La France a connu une fin de semaine officiellement endeuillée, elle a perdu un homme de spectacle. Son Président du moment a participé aux obsèques. Comme premier élu de la Nation, il a rendu un hommage solennel à un musicien qui savait amener jusqu’à la transe ses spectateurs lors de concerts, orgies de son et d’effets visuels spéciaux utilisant des moyens techniques gigantesques.
La capitale lui fut dédiée tout un samedi, des stations de métro fermées, les Champs Elysées lui furent réservées de nombreuses heures et plusieurs chaînes télévisuelles ont retransmis l’événement, le commentant des heures durant.
Toute une foule émue, nombreuse, se pressait au passage du cortège funèbre.
Un chroniqueur, académicien par ailleurs, a avancé une observation sur une radio ‘communautaire’ à propos de la composition de ce peuple venu faire ses adieux à son ‘idole’. Il aurait remarqué sa ‘blancheur’ sans mélange. Manquait à ce rendez-vous déjà fort fréquenté, la fraction des basanés (de banlieue), autrement dit les Français originaires des ex-colonies françaises. Il déplorait leur incapacité essentielle de ne pouvoir communier avec leurs concitoyens frappés d’une profonde affliction, constituant alors un vrai corps séparé, à jamais exogène.
Un auteur assez peu souvent cité, Michel Clouscard, démontre dans un développement implacable* les modalités de la transformation de la société française, une fois essuyés les plâtres de l’après-guerre et remis en selle les collaborateurs un bref instant écartés des affaires. Le capitalisme se préparait à absorber le temps de loisir dégagé par les luttes sociales et à l’aménager en temps de consommation.
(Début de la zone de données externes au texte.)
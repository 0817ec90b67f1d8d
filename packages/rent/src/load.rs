//! Loads the rent table from its JSON export.
//!
//! The export looks like:
//!
//! ```json
//! {
//!   "berlin_average": 850.0,
//!   "hamburg_average": 820.0,
//!   "bezirk_averages": { "pankow": 860.0 },
//!   "districts": { "pankow": { "Buch": 720.0 } }
//! }
//! ```
//!
//! Every top-level `<city>_average` key becomes a city average.

use std::collections::BTreeMap;
use std::path::Path;

use rent_map_rent_models::RentRecord;
use serde::Deserialize;

use crate::normalize::normalize;
use crate::{RentError, RentLookup};

const CITY_AVERAGE_SUFFIX: &str = "_average";

#[derive(Debug, Deserialize)]
struct RentExport {
    #[serde(default)]
    bezirk_averages: BTreeMap<String, f64>,
    #[serde(default)]
    districts: BTreeMap<String, BTreeMap<String, f64>>,
    #[serde(flatten)]
    rest: BTreeMap<String, serde_json::Value>,
}

impl From<RentExport> for RentRecord {
    fn from(export: RentExport) -> Self {
        let mut city_average = BTreeMap::new();
        for (key, value) in export.rest {
            let Some(city) = key.strip_suffix(CITY_AVERAGE_SUFFIX) else {
                log::debug!("Ignoring unknown rent table key {key:?}");
                continue;
            };
            match value.as_f64() {
                Some(rent) => {
                    city_average.insert(normalize(city), rent);
                }
                None => log::warn!("City average {key:?} is not a number: {value}"),
            }
        }

        let district_average = export
            .bezirk_averages
            .into_iter()
            .map(|(key, rent)| (normalize(&key), rent))
            .collect();

        let neighborhood_rent = export
            .districts
            .into_iter()
            .map(|(key, neighborhoods)| (normalize(&key), neighborhoods))
            .collect();

        Self {
            city_average,
            district_average,
            neighborhood_rent,
        }
    }
}

/// Parses a rent table from its JSON export.
///
/// # Errors
///
/// Returns [`RentError::Json`] if the document is not valid JSON or does
/// not have the expected shape.
pub fn from_json_str(json: &str) -> Result<RentLookup, RentError> {
    let export: RentExport = serde_json::from_str(json)?;
    let record = RentRecord::from(export);

    log::info!(
        "Loaded rent table: {} cities, {} districts, {} neighborhoods",
        record.city_average.len(),
        record.district_average.len(),
        record
            .neighborhood_rent
            .values()
            .map(BTreeMap::len)
            .sum::<usize>()
    );

    Ok(RentLookup::new(record))
}

/// Reads and parses a rent table file.
///
/// # Errors
///
/// Returns [`RentError`] if the file cannot be read or parsed.
pub fn load_file(path: &Path) -> Result<RentLookup, RentError> {
    log::info!("Reading rent table from {}", path.display());
    let json = std::fs::read_to_string(path)?;
    from_json_str(&json)
}

#[cfg(test)]
mod tests {
    use super::*;

    const EXPORT: &str = r#"{
        "berlin_average": 850.5,
        "hamburg_average": 820,
        "bezirk_averages": {
            "pankow": 860,
            "Tempelhof-Schöneberg": 830
        },
        "districts": {
            "pankow": { "Buch": 720, "Prenzlauer Berg": 1040 }
        },
        "source": "survey 2024"
    }"#;

    #[test]
    fn parses_city_averages_from_suffixed_keys() {
        let rents = from_json_str(EXPORT).unwrap();
        assert!((rents.average_for_city("Berlin") - 850.5).abs() < f64::EPSILON);
        assert!((rents.average_for_city("Hamburg") - 820.0).abs() < f64::EPSILON);
        assert_eq!(rents.record().city_average.len(), 2);
    }

    #[test]
    fn normalizes_district_keys() {
        let rents = from_json_str(EXPORT).unwrap();
        assert!((rents.average_for_district("tempelhof-schoeneberg") - 830.0).abs() < f64::EPSILON);
        assert!((rents.average_for_neighborhood("pankow", "Prenzlauer Berg") - 1040.0).abs() < f64::EPSILON);
    }

    #[test]
    fn missing_sections_default_to_empty() {
        let rents = from_json_str("{}").unwrap();
        assert!(rents.record().is_empty());
    }

    #[test]
    fn rejects_malformed_documents() {
        assert!(matches!(
            from_json_str(r#"{"districts": []}"#),
            Err(RentError::Json(_))
        ));
        assert!(matches!(from_json_str("not json"), Err(RentError::Json(_))));
    }

    #[test]
    fn missing_file_is_an_io_error() {
        assert!(matches!(
            load_file(Path::new("/nonexistent/rent.json")),
            Err(RentError::Io(_))
        ));
    }
}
Toute une jeunesse délivrée des travaux agricoles gagnait les villes, faisait des études secondaires puis universitaires. Elle se voulait contestataire de l’ordre bourgeois conventionnel et s’emparait de colifichets technologiques pour l’affirmer, jukebox, moto, tourne-disque, appareil photo.
La musique rock venue des Usa a joué un rôle fondamental dans le conditionnement de cette nouvelle façon d’être au monde, plaisir de consommer jamais assouvi. Le rythme répétitif, pulsé sur des machines amplifiées électriquement, a ouvert l’univers (avec usage de produits illicites) de la social-démocratie libertaire. Cheveux longs, hach, disques en vinyle en lieu et place de la remise en cause d’une société de classes née sur les décombres d’une guerre mondialisée, en attendant pour les promoteurs et lanceurs de mode, de trouver une position de notaire ou mieux encore d’intellectuel du système. Le vêtement va s’uniformiser, on renonce au costume et à la toilette, le jean des surplus américains se généralise. Les silhouettes deviennent androgynes.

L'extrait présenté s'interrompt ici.